Exercise directions — Filter the entries for the string "async". Copy each line that has it.

■ ■ ■ ■ ■

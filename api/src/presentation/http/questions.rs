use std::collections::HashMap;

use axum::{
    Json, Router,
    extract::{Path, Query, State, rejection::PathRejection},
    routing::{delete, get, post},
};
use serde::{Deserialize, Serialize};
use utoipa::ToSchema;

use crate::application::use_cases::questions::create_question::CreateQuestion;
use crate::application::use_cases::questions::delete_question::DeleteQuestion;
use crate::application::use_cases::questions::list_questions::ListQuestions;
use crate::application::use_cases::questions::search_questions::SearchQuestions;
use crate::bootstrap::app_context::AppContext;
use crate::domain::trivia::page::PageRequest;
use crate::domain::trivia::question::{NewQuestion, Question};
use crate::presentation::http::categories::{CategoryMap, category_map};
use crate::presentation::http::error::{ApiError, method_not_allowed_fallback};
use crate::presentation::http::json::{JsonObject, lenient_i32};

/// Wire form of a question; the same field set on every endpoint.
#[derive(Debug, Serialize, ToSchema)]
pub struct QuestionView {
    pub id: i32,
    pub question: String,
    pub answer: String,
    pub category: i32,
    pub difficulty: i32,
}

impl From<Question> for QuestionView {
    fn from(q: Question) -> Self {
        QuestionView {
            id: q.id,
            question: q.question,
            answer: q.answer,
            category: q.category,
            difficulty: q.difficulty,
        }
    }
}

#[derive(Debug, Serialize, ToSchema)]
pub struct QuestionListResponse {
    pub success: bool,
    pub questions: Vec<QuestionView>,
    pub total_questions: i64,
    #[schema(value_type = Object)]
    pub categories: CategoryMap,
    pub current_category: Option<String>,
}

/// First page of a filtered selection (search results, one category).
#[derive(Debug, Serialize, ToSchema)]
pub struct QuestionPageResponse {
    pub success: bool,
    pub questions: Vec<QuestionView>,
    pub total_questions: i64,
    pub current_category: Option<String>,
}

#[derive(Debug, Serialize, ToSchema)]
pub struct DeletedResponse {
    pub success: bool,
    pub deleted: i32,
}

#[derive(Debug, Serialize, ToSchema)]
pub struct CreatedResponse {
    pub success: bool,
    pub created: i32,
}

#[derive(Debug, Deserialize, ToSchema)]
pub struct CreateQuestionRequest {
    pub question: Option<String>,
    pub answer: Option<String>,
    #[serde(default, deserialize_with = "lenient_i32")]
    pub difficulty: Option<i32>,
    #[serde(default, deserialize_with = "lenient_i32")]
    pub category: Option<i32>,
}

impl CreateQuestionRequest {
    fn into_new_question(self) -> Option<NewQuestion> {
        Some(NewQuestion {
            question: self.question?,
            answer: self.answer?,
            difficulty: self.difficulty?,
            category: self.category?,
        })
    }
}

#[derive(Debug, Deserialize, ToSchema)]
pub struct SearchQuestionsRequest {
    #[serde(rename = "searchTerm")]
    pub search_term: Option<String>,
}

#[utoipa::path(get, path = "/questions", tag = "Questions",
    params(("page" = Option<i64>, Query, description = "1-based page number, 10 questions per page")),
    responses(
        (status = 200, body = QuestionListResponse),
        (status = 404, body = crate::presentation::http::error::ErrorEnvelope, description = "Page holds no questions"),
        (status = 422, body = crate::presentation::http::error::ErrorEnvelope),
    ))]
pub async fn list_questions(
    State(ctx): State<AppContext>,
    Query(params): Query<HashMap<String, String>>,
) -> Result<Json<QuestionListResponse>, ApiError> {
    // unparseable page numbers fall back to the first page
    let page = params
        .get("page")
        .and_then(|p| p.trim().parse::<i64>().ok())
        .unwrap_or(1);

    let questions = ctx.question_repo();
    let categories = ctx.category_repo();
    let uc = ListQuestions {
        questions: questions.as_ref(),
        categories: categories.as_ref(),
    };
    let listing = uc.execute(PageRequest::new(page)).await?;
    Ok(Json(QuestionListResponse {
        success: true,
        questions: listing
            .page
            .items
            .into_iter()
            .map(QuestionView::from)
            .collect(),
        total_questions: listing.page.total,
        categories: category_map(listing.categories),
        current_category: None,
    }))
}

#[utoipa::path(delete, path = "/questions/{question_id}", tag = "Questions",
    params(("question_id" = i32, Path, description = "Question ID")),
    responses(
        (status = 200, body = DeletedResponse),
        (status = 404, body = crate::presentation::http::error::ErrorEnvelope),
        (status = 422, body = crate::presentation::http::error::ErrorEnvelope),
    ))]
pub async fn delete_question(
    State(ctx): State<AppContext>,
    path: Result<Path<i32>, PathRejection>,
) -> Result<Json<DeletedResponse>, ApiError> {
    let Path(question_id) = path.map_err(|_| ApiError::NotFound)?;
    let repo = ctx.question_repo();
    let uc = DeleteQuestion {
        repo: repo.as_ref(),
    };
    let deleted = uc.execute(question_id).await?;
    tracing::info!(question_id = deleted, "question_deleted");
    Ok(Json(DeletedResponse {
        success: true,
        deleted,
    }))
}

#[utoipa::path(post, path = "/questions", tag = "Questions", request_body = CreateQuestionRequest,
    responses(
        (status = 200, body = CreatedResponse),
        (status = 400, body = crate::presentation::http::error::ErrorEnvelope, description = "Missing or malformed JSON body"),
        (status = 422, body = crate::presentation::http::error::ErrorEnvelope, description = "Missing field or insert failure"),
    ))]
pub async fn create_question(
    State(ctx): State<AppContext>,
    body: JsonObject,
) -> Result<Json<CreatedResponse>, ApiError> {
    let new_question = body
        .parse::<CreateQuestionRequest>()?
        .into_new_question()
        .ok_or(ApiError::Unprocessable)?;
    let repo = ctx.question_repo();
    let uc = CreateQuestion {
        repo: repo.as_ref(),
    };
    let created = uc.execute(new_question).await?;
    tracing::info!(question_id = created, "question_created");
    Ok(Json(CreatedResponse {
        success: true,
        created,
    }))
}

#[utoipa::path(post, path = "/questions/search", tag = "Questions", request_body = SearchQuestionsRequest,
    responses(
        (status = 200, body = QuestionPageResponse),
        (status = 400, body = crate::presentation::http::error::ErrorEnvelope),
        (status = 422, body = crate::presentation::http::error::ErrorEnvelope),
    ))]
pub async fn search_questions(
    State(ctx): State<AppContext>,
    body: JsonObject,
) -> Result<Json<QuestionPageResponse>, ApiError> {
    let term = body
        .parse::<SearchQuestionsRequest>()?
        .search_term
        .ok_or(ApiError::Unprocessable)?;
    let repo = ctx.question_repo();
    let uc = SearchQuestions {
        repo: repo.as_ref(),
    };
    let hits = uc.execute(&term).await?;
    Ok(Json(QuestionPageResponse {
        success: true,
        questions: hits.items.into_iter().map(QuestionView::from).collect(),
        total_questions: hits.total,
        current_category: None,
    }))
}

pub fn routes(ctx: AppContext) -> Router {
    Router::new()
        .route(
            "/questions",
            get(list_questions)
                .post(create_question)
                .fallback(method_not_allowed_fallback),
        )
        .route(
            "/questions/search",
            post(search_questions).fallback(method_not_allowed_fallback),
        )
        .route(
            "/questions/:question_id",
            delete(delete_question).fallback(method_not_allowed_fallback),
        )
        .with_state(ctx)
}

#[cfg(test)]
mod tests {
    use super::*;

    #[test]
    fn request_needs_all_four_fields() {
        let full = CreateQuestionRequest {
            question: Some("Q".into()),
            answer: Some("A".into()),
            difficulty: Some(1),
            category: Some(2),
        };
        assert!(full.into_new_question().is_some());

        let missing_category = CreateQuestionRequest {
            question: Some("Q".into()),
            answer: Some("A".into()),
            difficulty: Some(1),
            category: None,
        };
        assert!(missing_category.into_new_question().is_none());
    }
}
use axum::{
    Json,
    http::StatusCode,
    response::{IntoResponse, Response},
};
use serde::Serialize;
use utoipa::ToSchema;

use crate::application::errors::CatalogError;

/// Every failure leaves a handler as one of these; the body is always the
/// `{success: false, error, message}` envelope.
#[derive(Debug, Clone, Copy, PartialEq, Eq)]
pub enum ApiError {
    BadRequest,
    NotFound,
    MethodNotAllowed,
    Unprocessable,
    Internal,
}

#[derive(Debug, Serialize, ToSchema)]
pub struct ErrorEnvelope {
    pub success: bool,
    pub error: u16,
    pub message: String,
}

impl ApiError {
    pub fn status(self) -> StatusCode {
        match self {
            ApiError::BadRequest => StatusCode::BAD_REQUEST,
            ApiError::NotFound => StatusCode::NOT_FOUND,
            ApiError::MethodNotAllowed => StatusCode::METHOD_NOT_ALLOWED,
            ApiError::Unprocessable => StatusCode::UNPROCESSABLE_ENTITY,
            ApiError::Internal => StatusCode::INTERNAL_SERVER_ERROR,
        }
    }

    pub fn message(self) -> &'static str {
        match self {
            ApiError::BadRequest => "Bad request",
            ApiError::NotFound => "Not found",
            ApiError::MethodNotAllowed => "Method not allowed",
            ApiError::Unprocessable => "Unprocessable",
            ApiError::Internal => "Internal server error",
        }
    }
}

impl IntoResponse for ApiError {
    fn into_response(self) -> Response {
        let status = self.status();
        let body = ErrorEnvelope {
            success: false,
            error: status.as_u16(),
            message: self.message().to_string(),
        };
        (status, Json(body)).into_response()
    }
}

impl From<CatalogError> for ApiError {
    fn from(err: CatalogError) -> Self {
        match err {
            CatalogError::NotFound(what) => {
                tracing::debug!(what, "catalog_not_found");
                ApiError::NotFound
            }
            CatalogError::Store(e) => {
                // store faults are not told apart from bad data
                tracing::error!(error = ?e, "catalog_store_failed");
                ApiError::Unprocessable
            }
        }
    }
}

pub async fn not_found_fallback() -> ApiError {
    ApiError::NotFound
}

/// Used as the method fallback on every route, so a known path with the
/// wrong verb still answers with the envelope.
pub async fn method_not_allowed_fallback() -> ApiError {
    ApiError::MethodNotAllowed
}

■ ■ ■ ■ ■

Task result —
pub async fn list_questions(
pub async fn delete_question(
pub async fn create_question(
pub async fn search_questions(
pub async fn not_found_fallback() -> ApiError {
pub async fn method_not_allowed_fallback() -> ApiError {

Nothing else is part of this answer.